British Champions Day: The countdown is on

Published 2020/07/06

British Champions Day: The countdown is on

British Champions Day has become one of the premier horse racing events on the annual calendar in a very short time. Established in 2011, British Champions Day is now one of the most important festivals of the entire racing season. In less than a decade, the event has become popular for bettors similar to other legendary festivals in the United Kingdom including the Grand National, Royal Ascot, and Cheltenham Festival. In the buildup to the big day of championship races, punters can visit the best betting sites for horse racing to wager on the horses they predict to win.

The 2020 edition of British Champions Day will be just as big as the previous versions and cap off another great season of flat racing. The countdown is on for the festival and the incredible races that will be run at Ascot Racecourse. The one-day race festival will be held on October 17th at Royal Ascot and bring another incredible racing season to an end.
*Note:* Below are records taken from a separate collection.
//! Core type definitions for the storage engine.

use std::fmt;

/// An immutable key or value. Ordering and equality are byte-lexicographic.
pub type ByteString = bytes::Bytes;

/// Name of one ordered key-value tree.
///
/// A tree name is scoped by a prefix (one per suffix) so that many suffixes
/// can share a volume. It renders as `<prefix>_<index_id>`, e.g.
/// `dccom_dn2id`. The journal stores the two parts separately; the
/// rendered form only parses back when the prefix has no `_`.
#[derive(Debug, Clone, PartialEq, Eq, PartialOrd, Ord, Hash)]
pub struct TreeName {
    prefix: String,
    index_id: String,
}

impl TreeName {
    /// Creates a tree name.
    #[must_use]
    pub fn new(prefix: impl Into<String>, index_id: impl Into<String>) -> Self {
        Self {
            prefix: prefix.into(),
            index_id: index_id.into(),
        }
    }

    /// Parses the `<prefix>_<index_id>` form.
    #[must_use]
    pub fn parse(name: &str) -> Option<Self> {
        let (prefix, index_id) = name.split_once('_')?;
        if prefix.is_empty() || index_id.is_empty() {
            return None;
        }
        Some(Self::new(prefix, index_id))
    }

    /// Returns the suffix-specific prefix.
    #[must_use]
    pub fn prefix(&self) -> &str {
        &self.prefix
    }

    /// Returns the index identifier within the prefix.
    #[must_use]
    pub fn index_id(&self) -> &str {
        &self.index_id
    }
}

impl fmt::Display for TreeName {
    fn fmt(&self, f: &mut fmt::Formatter<'_>) -> fmt::Result {
        write!(f, "{}_{}", self.prefix, self.index_id)
    }
}

/// Unique identifier for a transaction attempt.
///
/// Every retry of an operation gets a fresh identifier.
#[derive(Debug, Clone, Copy, PartialEq, Eq, PartialOrd, Ord, Hash)]
pub struct TransactionId(pub u64);

impl TransactionId {
    /// Creates a new transaction ID.
    #[must_use]
    pub const fn new(id: u64) -> Self {
        Self(id)
    }

    /// Returns the raw ID value.
    #[must_use]
    pub const fn as_u64(self) -> u64 {
        self.0
    }
}

impl fmt::Display for TransactionId {
    fn fmt(&self, f: &mut fmt::Formatter<'_>) -> fmt::Result {
        write!(f, "txn:{}", self.0)
    }
}

/// Commit sequence number.
///
/// Each successful commit gets the next sequence number. Every stored key
/// remembers the sequence of the commit that last changed it, which is
/// what optimistic validation compares against.
#[derive(Debug, Clone, Copy, Default, PartialEq, Eq, PartialOrd, Ord, Hash)]
pub struct SequenceNumber(pub u64);

impl SequenceNumber {
    /// Creates a new sequence number.
    #[must_use]
    pub const fn new(seq: u64) -> Self {
        Self(seq)
    }

    /// Returns the raw sequence value.
    #[must_use]
    pub const fn as_u64(self) -> u64 {
        self.0
    }

    /// Returns the next sequence number.
    #[must_use]
    pub const fn next(self) -> Self {
        Self(self.0 + 1)
    }
}

impl fmt::Display for SequenceNumber {
    fn fmt(&self, f: &mut fmt::Formatter<'_>) -> fmt::Result {
        write!(f, "seq:{}", self.0)
    }
}
//! Committed tree contents.
//!
//! Every key keeps the sequence of the commit that last changed it. Removed
//! keys stay behind as tombstones so that validation can still see that
//! they changed; tombstones are purged once no transaction is running.

use crate::record::TreeOp;
use crate::types::{ByteString, SequenceNumber, TreeName};
use std::collections::BTreeMap;

/// One committed key.
#[derive(Debug, Clone)]
pub(crate) struct Slot {
    /// Current value, `None` for a tombstone.
    pub value: Option<ByteString>,
    /// Commit that last changed the key.
    pub version: SequenceNumber,
}

/// One committed tree.
#[derive(Debug, Clone)]
pub(crate) struct TreeState {
    pub entries: BTreeMap<ByteString, Slot>,
    /// Commit that created or last truncated the tree.
    pub generation: SequenceNumber,
    /// Commit that last changed any record.
    pub modified: SequenceNumber,
    live: u64,
    tombstones: usize,
}

impl TreeState {
    fn new(sequence: SequenceNumber) -> Self {
        Self {
            entries: BTreeMap::new(),
            generation: sequence,
            modified: sequence,
            live: 0,
            tombstones: 0,
        }
    }

    /// Returns the number of live (non-tombstone) records.
    pub fn live_count(&self) -> u64 {
        self.live
    }

    /// Returns the live value stored under `key`.
    pub fn get(&self, key: &[u8]) -> Option<&ByteString> {
        self.entries.get(key).and_then(|slot| slot.value.as_ref())
    }

    /// Returns the version of `key`, tombstones included.
    pub fn version_of(&self, key: &[u8]) -> SequenceNumber {
        self.entries
            .get(key)
            .map_or(SequenceNumber::default(), |slot| slot.version)
    }

    fn put(&mut self, key: ByteString, value: ByteString, sequence: SequenceNumber) {
        let previous = self.entries.insert(
            key,
            Slot {
                value: Some(value),
                version: sequence,
            },
        );
        match previous {
            Some(Slot { value: Some(_), .. }) => {}
            Some(Slot { value: None, .. }) => {
                self.live += 1;
                self.tombstones -= 1;
            }
            None => self.live += 1,
        }
        self.modified = sequence;
    }

    fn remove(&mut self, key: &[u8], sequence: SequenceNumber) {
        if let Some(slot) = self.entries.get_mut(key).filter(|slot| slot.value.is_some()) {
            slot.value = None;
            slot.version = sequence;
            self.live -= 1;
            self.tombstones += 1;
            self.modified = sequence;
        }
    }

    fn purge(&mut self) {
        if self.tombstones > 0 {
            self.entries.retain(|_, slot| slot.value.is_some());
            self.tombstones = 0;
        }
    }

    fn clear(&mut self, sequence: SequenceNumber) {
        self.entries.clear();
        self.live = 0;
        self.tombstones = 0;
        self.generation = sequence;
        self.modified = sequence;
    }
}

/// Every committed tree of a volume.
#[derive(Debug, Default)]
pub(crate) struct TreeSet {
    trees: BTreeMap<TreeName, TreeState>,
}

impl TreeSet {
    pub fn get(&self, name: &TreeName) -> Option<&TreeState> {
        self.trees.get(name)
    }

    pub fn names(&self) -> impl Iterator<Item = &TreeName> {
        self.trees.keys()
    }

    /// Applies the ops of one commit in order.
    pub fn apply(&mut self, ops: &[TreeOp], sequence: SequenceNumber) {
        for op in ops {
            match op {
                TreeOp::CreateTree(name) => {
                    self.trees
                        .entry(name.clone())
                        .or_insert_with(|| TreeState::new(sequence));
                }
                TreeOp::TruncateTree(name) => match self.trees.get_mut(name) {
                    Some(tree) => tree.clear(sequence),
                    None => {
                        self.trees.insert(name.clone(), TreeState::new(sequence));
                    }
                },
                TreeOp::DeleteTree(name) => {
                    self.trees.remove(name);
                }
                TreeOp::Put { tree, key, value } => {
                    self.trees
                        .entry(tree.clone())
                        .or_insert_with(|| TreeState::new(sequence))
                        .put(key.clone(), value.clone(), sequence);
                }
                TreeOp::Remove { tree, key } => {
                    if let Some(state) = self.trees.get_mut(tree) {
                        state.remove(key, sequence);
                    }
                }
            }
        }
    }

    /// Returns true if tombstones are waiting to be purged.
    pub fn has_tombstones(&self) -> bool {
        self.trees.values().any(|tree| tree.tombstones > 0)
    }

    /// Drops every tombstone. Only safe while no transaction is running.
    pub fn purge_tombstones(&mut self) {
        self.trees.values_mut().for_each(TreeState::purge);
    }
}
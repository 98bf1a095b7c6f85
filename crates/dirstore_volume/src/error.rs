//! Error types for volume operations.

use std::io;
use thiserror::Error;

/// Result type for volume operations.
pub type VolumeResult<T> = Result<T, VolumeError>;

/// Errors raised by a volume backend or the frame log.
#[derive(Debug, Error)]
pub enum VolumeError {
    /// An I/O error occurred.
    #[error("I/O error: {0}")]
    Io(#[from] io::Error),

    /// Attempted to read beyond the end of the volume.
    #[error("read beyond end of volume: offset {offset}, len {len}, size {size}")]
    ReadPastEnd {
        /// The requested read offset.
        offset: u64,
        /// The requested read length.
        len: usize,
        /// The current volume size.
        size: u64,
    },

    /// A frame failed validation somewhere other than the tail.
    #[error("volume corrupted at offset {offset}: {message}")]
    Corrupted {
        /// Offset of the offending frame.
        offset: u64,
        /// Description of the corruption.
        message: String,
    },

    /// The volume has been closed.
    #[error("volume is closed")]
    Closed,
}

impl VolumeError {
    /// Creates a corruption error.
    pub fn corrupted(offset: u64, message: impl Into<String>) -> Self {
        Self::Corrupted {
            offset,
            message: message.into(),
        }
    }
}
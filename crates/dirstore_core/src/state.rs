//! Shared state of an open engine.

use crate::config::{StorageConfig, StorageLocation};
use crate::dir::StorageDir;
use crate::error::{StorageError, StorageResult};
use crate::record::{CommitRecord, TreeOp};
use crate::stats::StorageStats;
use crate::tree::TreeSet;
use crate::types::{SequenceNumber, TransactionId};
use dirstore_volume::{FileVolume, FrameLog, MemoryVolume, VolumeBackend};
use parking_lot::{Mutex, RwLock};
use std::sync::atomic::{AtomicBool, AtomicU64, AtomicUsize, Ordering};
use std::sync::Arc;
use tracing::{error, warn};

/// Everything an open engine shares between concurrent transactions.
///
/// Lock order is `trees` before `journal`.
pub(crate) struct EngineState {
    pub trees: RwLock<TreeSet>,
    journal: Mutex<FrameLog>,
    committed: AtomicU64,
    active: AtomicUsize,
    next_txid: AtomicU64,
    pub stats: Arc<StorageStats>,
    fatal: Arc<AtomicBool>,
    sync_on_commit: bool,
    _dir: Option<StorageDir>,
}

impl EngineState {
    /// Opens the volume described by `config` and replays its journal.
    pub fn open(
        config: &StorageConfig,
        memory: &MemoryVolume,
        stats: Arc<StorageStats>,
        fatal: Arc<AtomicBool>,
    ) -> StorageResult<Self> {
        let (dir, backend): (Option<StorageDir>, Box<dyn VolumeBackend>) = match &config.location
        {
            StorageLocation::Memory => (None, Box::new(memory.clone())),
            StorageLocation::Directory(path) => {
                let dir = StorageDir::open(path, config.create_if_missing)?;
                let volume = FileVolume::open(&dir.journal_path())?;
                (Some(dir), Box::new(volume))
            }
        };

        let mut journal = FrameLog::new(backend);
        let scan = journal.recover()?;
        if scan.torn_bytes > 0 {
            warn!(
                torn_bytes = scan.torn_bytes,
                valid_len = scan.valid_len,
                "discarded torn journal tail"
            );
        }

        let mut trees = TreeSet::default();
        let mut committed = SequenceNumber::default();
        for frame in &scan.frames {
            let record = CommitRecord::decode(frame)?;
            if record.sequence <= committed {
                return Err(StorageError::corrupted(format!(
                    "journal commit {} follows {}",
                    record.sequence, committed
                )));
            }
            trees.apply(&record.ops, record.sequence);
            committed = record.sequence;
        }
        trees.purge_tombstones();

        Ok(Self {
            trees: RwLock::new(trees),
            journal: Mutex::new(journal),
            committed: AtomicU64::new(committed.as_u64()),
            active: AtomicUsize::new(0),
            next_txid: AtomicU64::new(1),
            stats,
            fatal,
            sync_on_commit: config.sync_on_commit,
            _dir: dir,
        })
    }

    /// Registers a new transaction attempt.
    ///
    /// Holding the read lock here keeps tombstone purging from racing a
    /// transaction that is just starting.
    pub fn begin(&self) -> (TransactionId, SequenceNumber) {
        let _trees = self.trees.read();
        self.active.fetch_add(1, Ordering::SeqCst);
        self.stats.record_transaction_start();
        let id = TransactionId::new(self.next_txid.fetch_add(1, Ordering::Relaxed));
        (id, self.committed_sequence())
    }

    /// Unregisters a transaction attempt and purges tombstones when idle.
    pub fn end(&self) {
        let previous = self.active.fetch_sub(1, Ordering::SeqCst);
        if previous == 1 && self.trees.read().has_tombstones() {
            let mut trees = self.trees.write();
            if self.active.load(Ordering::SeqCst) == 0 {
                trees.purge_tombstones();
            }
        }
    }

    pub fn committed_sequence(&self) -> SequenceNumber {
        SequenceNumber::new(self.committed.load(Ordering::SeqCst))
    }

    pub fn check_fatal(&self) -> StorageResult<()> {
        if self.fatal.load(Ordering::Acquire) {
            Err(StorageError::fatal("a previous journal write failed"))
        } else {
            Ok(())
        }
    }

    /// Journals `ops` as the next commit and applies them.
    ///
    /// The caller holds the tree write lock, which is what serializes
    /// commits. A journal failure leaves the volume in an unknown state, so
    /// it switches the engine to fatal.
    pub fn append_commit(&self, trees: &mut TreeSet, ops: Vec<TreeOp>) -> StorageResult<SequenceNumber> {
        self.check_fatal()?;
        let sequence = self.committed_sequence().next();
        let record = CommitRecord { sequence, ops };
        let payload = record.encode()?;

        {
            let mut journal = self.journal.lock();
            let written = journal.append_frame(&payload).and_then(|_| {
                if self.sync_on_commit {
                    journal.sync()
                } else {
                    Ok(())
                }
            });
            if let Err(e) = written {
                self.fatal.store(true, Ordering::Release);
                error!(%sequence, error = %e, "journal write failed; storage is now unusable");
                return Err(e.into());
            }
        }

        trees.apply(&record.ops, sequence);
        self.committed.store(sequence.as_u64(), Ordering::SeqCst);
        Ok(sequence)
    }

    /// Syncs the journal.
    pub fn sync(&self) -> StorageResult<()> {
        self.journal.lock().sync()?;
        Ok(())
    }
}

impl std::fmt::Debug for EngineState {
    fn fmt(&self, f: &mut std::fmt::Formatter<'_>) -> std::fmt::Result {
        f.debug_struct("EngineState")
            .field("committed", &self.committed_sequence())
            .field("active", &self.active.load(Ordering::Relaxed))
            .finish_non_exhaustive()
    }
}
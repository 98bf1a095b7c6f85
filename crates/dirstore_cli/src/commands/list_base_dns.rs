//! List-base-dns command implementation.

use super::{open_root, CommandResult};
use std::path::Path;

/// Runs the list-base-dns command.
pub fn run(path: &Path, base_dns: &[String]) -> CommandResult<()> {
    let root = open_root(path, base_dns)?;

    println!("{:<40} {:<24} {:>10}", "BASE DN", "PREFIX", "ENTRIES");
    for suffix in root.suffix_containers() {
        let count = suffix
            .entry_count()
            .map_or_else(|| "unknown".to_string(), |count| count.to_string());
        println!(
            "{:<40} {:<24} {:>10}",
            suffix.base_dn().to_string(),
            suffix.prefix(),
            count
        );
    }
    let total = root
        .get_entry_count()
        .map_or_else(|| "unknown".to_string(), |count| count.to_string());
    println!("total entries: {total}");

    root.close();
    Ok(())
}
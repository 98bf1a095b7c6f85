//! Suffix-relative DN keys.
//!
//! A DN is keyed by its RDNs below the suffix base, base side first, each
//! normalised RDN followed by a `0x00` byte. The base entry has no relative
//! RDNs and uses the single byte `0x00`, which sorts before every other
//! key. Everything below a DN shares that DN's key as a prefix, so a
//! subtree is one contiguous key range.

use crate::dn::{Dn, Rdn};
use crate::error::{BackendError, BackendResult};

/// Separator written after every RDN.
pub const RDN_SEPARATOR: u8 = 0x00;

/// Key of the suffix base entry.
pub const BASE_KEY: &[u8] = &[RDN_SEPARATOR];

/// Encodes `dn` relative to `base`.
pub fn encode(dn: &Dn, base: &Dn) -> BackendResult<Vec<u8>> {
    if !dn.is_descendant_of(base) {
        return Err(BackendError::invalid_dn(
            dn.to_string(),
            format!("not below base DN {base}"),
        ));
    }
    let relative = &dn.rdns()[..dn.size() - base.size()];
    if relative.is_empty() {
        return Ok(BASE_KEY.to_vec());
    }
    let mut key = Vec::new();
    for rdn in relative.iter().rev() {
        key.extend_from_slice(rdn.to_string().as_bytes());
        key.push(RDN_SEPARATOR);
    }
    Ok(key)
}

/// Rebuilds the DN a key was encoded from.
pub fn decode(key: &[u8], base: &Dn) -> BackendResult<Dn> {
    if key == BASE_KEY {
        return Ok(base.clone());
    }
    let Some(body) = key.strip_suffix(BASE_KEY) else {
        return Err(BackendError::codec("DN key is not separator-terminated"));
    };
    let mut dn = base.clone();
    for component in body.split(|byte| *byte == RDN_SEPARATOR) {
        let text = std::str::from_utf8(component)
            .map_err(|_| BackendError::codec("DN key is not valid UTF-8"))?;
        dn = dn.child(Rdn::parse(text)?);
    }
    Ok(dn)
}

/// Returns the prefix shared by the keys of every entry below `parent_key`.
pub fn subtree_prefix(parent_key: &[u8]) -> &[u8] {
    if parent_key == BASE_KEY {
        &[]
    } else {
        parent_key
    }
}

/// Returns true if `key` names an immediate child of the entry whose
/// subtree prefix is `prefix`.
pub fn is_child_key(prefix: &[u8], key: &[u8]) -> bool {
    if key == BASE_KEY || key.len() <= prefix.len() || !key.starts_with(prefix) {
        return false;
    }
    let rest = &key[prefix.len()..];
    rest.iter().position(|byte| *byte == RDN_SEPARATOR) == Some(rest.len() - 1)
}
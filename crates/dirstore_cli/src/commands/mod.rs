//! CLI command implementations.

pub mod dump_tree;
pub mod get_entry;
pub mod list_base_dns;
pub mod list_trees;

use dirstore_backend::{BackendConfig, DefaultEntryCache, Dn, RootContainer};
use dirstore_core::{JournalStorage, Storage, StorageConfig};
use std::path::Path;
use std::sync::Arc;

/// Error type shared by the commands.
pub type CommandResult<T> = Result<T, Box<dyn std::error::Error>>;

fn ensure_backend(path: &Path) -> CommandResult<()> {
    if !path.is_dir() {
        return Err(format!("no backend found at {}", path.display()).into());
    }
    Ok(())
}

/// Opens the storage engine of the backend at `path`, without creating
/// anything.
pub fn open_storage(path: &Path) -> CommandResult<JournalStorage> {
    ensure_backend(path)?;
    let storage = JournalStorage::new(
        StorageConfig::directory(path)
            .create_if_missing(false)
            .sync_on_commit(false),
    );
    storage.open()?;
    Ok(storage)
}

/// Opens the backend at `path` as a root container serving `base_dns`.
///
/// Nothing is created or written: base DNs without trees read as empty.
pub fn open_root(path: &Path, base_dns: &[String]) -> CommandResult<RootContainer<JournalStorage>> {
    ensure_backend(path)?;
    let mut config = BackendConfig::new("dirstore-cli")
        .db_directory(path)
        .sync_on_commit(false);
    for text in base_dns {
        config = config.base_dn(Dn::parse(text)?);
    }
    let storage = JournalStorage::new(config.storage_config().create_if_missing(false));
    let root = RootContainer::new(
        config,
        Arc::new(storage),
        Arc::new(DefaultEntryCache::default()),
    )?;
    root.open_read_only()?;
    Ok(root)
}

/// Lower-case hex rendering of `bytes`.
pub fn hex(bytes: &[u8]) -> String {
    use std::fmt::Write;

    bytes.iter().fold(String::with_capacity(bytes.len() * 2), |mut out, byte| {
        let _ = write!(out, "{byte:02x}");
        out
    })
}

#[cfg(test)]
mod tests {
    use super::*;

    #[test]
    fn hex_rendering() {
        assert_eq!(hex(&[0x00, 0xab, 0x10]), "00ab10");
        assert_eq!(hex(&[]), "");
    }

    #[test]
    fn inspecting_unknown_base_dn_adds_no_trees() {
        let temp = tempfile::tempdir().unwrap();
        let config = BackendConfig::new("userRoot")
            .db_directory(temp.path())
            .base_dn(Dn::parse("dc=example,dc=com").unwrap());
        let root =
            RootContainer::with_journal_storage(config, Arc::new(DefaultEntryCache::default()))
                .unwrap();
        root.open().unwrap();
        root.close();

        let storage = open_storage(temp.path()).unwrap();
        let before = storage.list_trees().unwrap();
        storage.close();

        let inspected = open_root(
            temp.path(),
            &["dc=example,dc=com".to_string(), "dc=typo,dc=com".to_string()],
        )
        .unwrap();
        assert_eq!(inspected.get_entry_count(), Some(0));
        inspected.close();

        let storage = open_storage(temp.path()).unwrap();
        assert_eq!(storage.list_trees().unwrap(), before);
        storage.close();
    }

    #[test]
    fn missing_backend_is_reported() {
        let temp = tempfile::tempdir().unwrap();
        let missing = temp.path().join("absent");
        assert!(open_storage(&missing).is_err());
        assert!(!missing.exists());
    }
}
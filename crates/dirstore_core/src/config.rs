//! Storage engine configuration.

use std::path::PathBuf;
use std::time::Duration;

/// Where the engine keeps its journal.
#[derive(Debug, Clone, PartialEq, Eq)]
pub enum StorageLocation {
    /// Keep everything in memory. Survives close/reopen of the same engine
    /// instance, but not the process.
    Memory,
    /// Keep the journal inside this directory.
    Directory(PathBuf),
}

/// Configuration for opening a [`crate::JournalStorage`].
#[derive(Debug, Clone)]
pub struct StorageConfig {
    /// Where the journal lives.
    pub location: StorageLocation,

    /// Whether to create the directory if it doesn't exist.
    pub create_if_missing: bool,

    /// Whether to sync the journal after every commit (safer but slower).
    pub sync_on_commit: bool,

    /// Maximum attempts per operation under conflicts (`None` = unbounded).
    pub max_attempts: Option<u32>,

    /// Linear backoff unit between conflicting attempts.
    ///
    /// Attempt `n` sleeps `n * retry_backoff`; a zero backoff yields the
    /// thread instead.
    pub retry_backoff: Duration,
}

impl Default for StorageConfig {
    fn default() -> Self {
        Self {
            location: StorageLocation::Memory,
            create_if_missing: true,
            sync_on_commit: true,
            max_attempts: None,
            retry_backoff: Duration::ZERO,
        }
    }
}

impl StorageConfig {
    /// Creates an in-memory configuration with default values.
    #[must_use]
    pub fn in_memory() -> Self {
        Self::default()
    }

    /// Creates a configuration storing the journal under `path`.
    #[must_use]
    pub fn directory(path: impl Into<PathBuf>) -> Self {
        Self {
            location: StorageLocation::Directory(path.into()),
            ..Self::default()
        }
    }

    /// Sets whether to create the directory if missing.
    #[must_use]
    pub const fn create_if_missing(mut self, value: bool) -> Self {
        self.create_if_missing = value;
        self
    }

    /// Sets whether to sync the journal on every commit.
    #[must_use]
    pub const fn sync_on_commit(mut self, value: bool) -> Self {
        self.sync_on_commit = value;
        self
    }

    /// Caps the number of attempts per operation.
    #[must_use]
    pub const fn max_attempts(mut self, value: Option<u32>) -> Self {
        self.max_attempts = value;
        self
    }

    /// Sets the linear backoff unit between conflicting attempts.
    #[must_use]
    pub const fn retry_backoff(mut self, value: Duration) -> Self {
        self.retry_backoff = value;
        self
    }
}
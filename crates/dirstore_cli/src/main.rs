//! dirstore CLI
//!
//! Offline inspection of a dirstore backend directory. The backend must not
//! be in use by another process while a command runs.
//!
//! # Commands
//!
//! - `list-trees` - List every tree in the volume with its record count
//! - `dump-tree` - Dump the keys and values of one tree
//! - `list-base-dns` - Show suffixes with their tree prefixes and entry counts
//! - `get-entry` - Print one stored entry

mod commands;

use clap::{Parser, Subcommand};
use std::path::PathBuf;
use tracing_subscriber::EnvFilter;

/// dirstore backend inspection tools.
#[derive(Parser)]
#[command(name = "dirstore")]
#[command(author, version, about, long_about = None)]
struct Cli {
    /// Path to the backend directory
    #[arg(global = true, short, long)]
    path: Option<PathBuf>,

    /// Enable verbose output
    #[arg(global = true, short, long)]
    verbose: bool,

    #[command(subcommand)]
    command: Commands,
}

#[derive(Subcommand)]
enum Commands {
    /// List every tree with its record count
    ListTrees {
        /// Output format (text, json)
        #[arg(short, long, default_value = "text")]
        format: String,
    },

    /// Dump the records of one tree in key order
    DumpTree {
        /// Tree name, e.g. dcexampledccom_dn2id
        #[arg(short, long)]
        tree: String,

        /// Maximum number of records to dump
        #[arg(short, long)]
        limit: Option<usize>,
    },

    /// List base DNs with their tree prefixes and entry counts
    ListBaseDns {
        /// Base DN served by the backend (repeatable)
        #[arg(short, long = "base-dn", required = true)]
        base_dn: Vec<String>,
    },

    /// Print the entry stored for a DN
    GetEntry {
        /// Base DN served by the backend (repeatable)
        #[arg(short, long = "base-dn", required = true)]
        base_dn: Vec<String>,

        /// DN of the entry
        dn: String,
    },
}

fn main() -> Result<(), Box<dyn std::error::Error>> {
    let cli = Cli::parse();

    let filter = if cli.verbose {
        EnvFilter::new("debug")
    } else {
        EnvFilter::new("info")
    };
    tracing_subscriber::fmt()
        .with_env_filter(filter)
        .with_writer(std::io::stderr)
        .init();

    let path = cli.path.ok_or("backend path required (--path)")?;
    match cli.command {
        Commands::ListTrees { format } => {
            commands::list_trees::run(&path, &format)?;
        }
        Commands::DumpTree { tree, limit } => {
            commands::dump_tree::run(&path, &tree, limit)?;
        }
        Commands::ListBaseDns { base_dn } => {
            commands::list_base_dns::run(&path, &base_dn)?;
        }
        Commands::GetEntry { base_dn, dn } => {
            commands::get_entry::run(&path, &base_dn, &dn)?;
        }
    }

    Ok(())
}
What is British Champions Day?

British Champions Day is the culmination of the flat racing season and features the final races in the British Champions Series. There are races in five divisions bringing together some of the best and brightest horses, jockeys, and trainers. In 2011, the one-day festival was created to bring the racing series to an end and cap it off in an exciting way. Seeing how excited horse racing fans were for end of the race season festivals and meetings, organisers created British Champions Day to crown the best of the best over the course of the campaign. Since 2016, British Champions Day has been the richest single day in UK horse racing. The event will see £4.2 million in prize money up for grabs.

The biggest races at British Champions Day

Six races are run at Ascot Racecourse for the meeting with large prize packets handed out for each. The biggest horse race of them all at the meeting is the Champion Stakes which hands out a prize purse of £1.3m. It is followed closely by the Queen Elizabeth II Stakes which is worth a whopping £1.1m. The winner of the Champion Stakes will receive a healthy £737,320, which on top of prize money won throughout the racing season, is a lucrative way to cap things off. The one-day race meeting comes to an end with the day’s smallest horse race in terms of prize money, the Balmoral Handicap, which pays out £250,000. In spite of being a more recent addition to the horse racing calendar in the UK, British Champions Day has seen some of the biggest names in horse racing history win on Ascot’s hallowed grounds. One of the most famous wins in the meeting’s short history came in its inaugural year. Frankel ran to victory in the Queen Elizabeth II Stakes and followed it up a year later by besting the field in the Champion Stakes. Champions Day 2020 will see the best of the best at Ascot Racecourse racing for the biggest one-day prize purse in UK horse racing. The action all starts with the Long Distance Cup on October 17th.